What is being asked:
Check which lines of the entries that follow hold "sync", then give the number of those lines and nothing more.

START Available data

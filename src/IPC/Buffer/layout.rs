use crossbeam_utils::CachePadded;
use std::sync::atomic::{AtomicU32, AtomicU64};

/// Control block for one channel's ring.
///
/// Holds the cursors and the wake-up word. Slots live separately so the
/// control plane stays apart from the data plane.
#[repr(C, align(128))]
pub struct ChannelEntry {
    /// Logical identifier of the channel this ring backs.
    pub channel_id: u32,

    /// Signal word for futex-based blocking/waking.
    /// Producers bump it (and wake), consumers wait on it.
    pub signal: AtomicU32,

    /// Number of slots. Power of two, fixed at creation.
    pub capacity: u64,

    /// The "tail" cursor for producers. Atomically incremented to claim a slot for writing.
    /// Padded so producer and consumer cursors never share a cache line.
    pub tail: CachePadded<AtomicU64>,

    /// The "head" cursor for consumers. Atomically incremented to claim a slot for reading.
    pub head: CachePadded<AtomicU64>,
}

impl ChannelEntry {
    pub fn new(channel_id: u32, capacity: u64) -> Self {
        Self {
            channel_id,
            signal: AtomicU32::new(0),
            capacity,
            tail: CachePadded::new(AtomicU64::new(0)),
            head: CachePadded::new(AtomicU64::new(0)),
        }
    }
}
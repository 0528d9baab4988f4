mod builder;
pub mod channel;
pub mod consumer;
mod debug;
pub mod producer;

pub use builder::ChannelBuilder;
pub use channel::{ChannelHandle, ChannelId};
pub use producer::DeferredProducer;

pub mod Buffer {
    pub mod Buffer;
    pub mod Buffer_impl;
    pub mod layout;
    pub use Buffer::{RingBuffer, Slot}; // re-export for stable path
}

pub mod Structs {
    pub mod Message_Structs;
    pub use Message_Structs::Message; // re-export for stable path
}
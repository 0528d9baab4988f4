// Deferred work: a single-slot pending flag drained by one privileged
// worker context. Submission never blocks and never queues more than one.

use std::sync::atomic::{AtomicBool, AtomicU32, AtomicU64, Ordering};
use std::sync::Arc;

use crossbeam_utils::CachePadded;
use tracing::{debug, trace};

use super::context::{self, ContextExit, ContextHandle, ContextSpec, ExecContext};
use crate::error::SystemError;
use crate::Core::futex::{futex_wait, futex_wake};
use crate::Security::AccessMonitor;

#[derive(Debug, Default)]
struct WorkSlot {
    pending: CachePadded<AtomicBool>,
    signal: AtomicU32,
    shutdown: AtomicBool,
    submitted: AtomicU64,
    coalesced: AtomicU64,
    completed: AtomicU64,
}

impl WorkSlot {
    fn kick(&self) {
        self.signal.fetch_add(1, Ordering::Release);
        futex_wake(&self.signal, 1);
    }
}

#[derive(Debug, Clone, Copy, Default, PartialEq, Eq)]
pub struct WorkStats {
    /// Submissions that armed the slot.
    pub submitted: u64,
    /// Submissions dropped because the slot was already armed.
    pub coalesced: u64,
    /// Handler runs finished.
    pub completed: u64,
}

/// Cheap, cloneable trigger for the work item. Safe to call from a context
/// that must not block.
#[derive(Debug, Clone)]
pub struct WorkSubmitter {
    slot: Arc<WorkSlot>,
}

impl WorkSubmitter {
    /// Arm the work item. Returns `false` when it was already pending and
    /// this submission was coalesced into it.
    pub fn submit(&self) -> bool {
        if self.slot.pending.swap(true, Ordering::AcqRel) {
            self.slot.coalesced.fetch_add(1, Ordering::Relaxed);
            trace!("work already pending; coalesced");
            return false;
        }
        self.slot.submitted.fetch_add(1, Ordering::Relaxed);
        self.slot.kick();
        true
    }
}

/// A worker context running one handler whenever the work item is armed.
///
/// The pending flag is cleared before the handler runs, so a submission
/// that lands mid-run schedules exactly one more run.
pub struct WorkQueue {
    slot: Arc<WorkSlot>,
    context: ContextHandle,
}

impl WorkQueue {
    pub fn spawn<H>(
        spec: ContextSpec,
        monitor: Arc<AccessMonitor>,
        mut handler: H,
    ) -> Result<Self, SystemError>
    where
        H: FnMut(&ExecContext) + Send + 'static,
    {
        let slot = Arc::new(WorkSlot::default());
        let worker_slot = Arc::clone(&slot);
        let context = context::spawn(spec, monitor, move |ctx| {
            run_worker(&ctx, &worker_slot, &mut handler)
        })?;
        Ok(Self { slot, context })
    }

    pub fn submitter(&self) -> WorkSubmitter {
        WorkSubmitter {
            slot: Arc::clone(&self.slot),
        }
    }

    pub fn is_pending(&self) -> bool {
        self.slot.pending.load(Ordering::Acquire)
    }

    pub fn stats(&self) -> WorkStats {
        WorkStats {
            submitted: self.slot.submitted.load(Ordering::Relaxed),
            coalesced: self.slot.coalesced.load(Ordering::Relaxed),
            completed: self.slot.completed.load(Ordering::Relaxed),
        }
    }

    pub fn context(&self) -> &ContextHandle {
        &self.context
    }

    /// Stop the worker after its current run and wait for it. A pending
    /// submission is discarded. Idempotent.
    pub fn shutdown(&self) -> ContextExit {
        self.slot.shutdown.store(true, Ordering::Release);
        self.slot.kick();
        self.context.wait_exit()
    }
}

fn run_worker<H>(ctx: &ExecContext, slot: &WorkSlot, handler: &mut H)
where
    H: FnMut(&ExecContext),
{
    debug!(context = %ctx.name(), "work queue started");
    loop {
        let seen = slot.signal.load(Ordering::Acquire);
        if slot.shutdown.load(Ordering::Acquire) {
            break;
        }
        if slot.pending.swap(false, Ordering::AcqRel) {
            handler(ctx);
            slot.completed.fetch_add(1, Ordering::Relaxed);
            continue;
        }
        futex_wait(&slot.signal, seen);
    }
    debug!(context = %ctx.name(), "work queue stopped");
}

END Available data

Written response:
3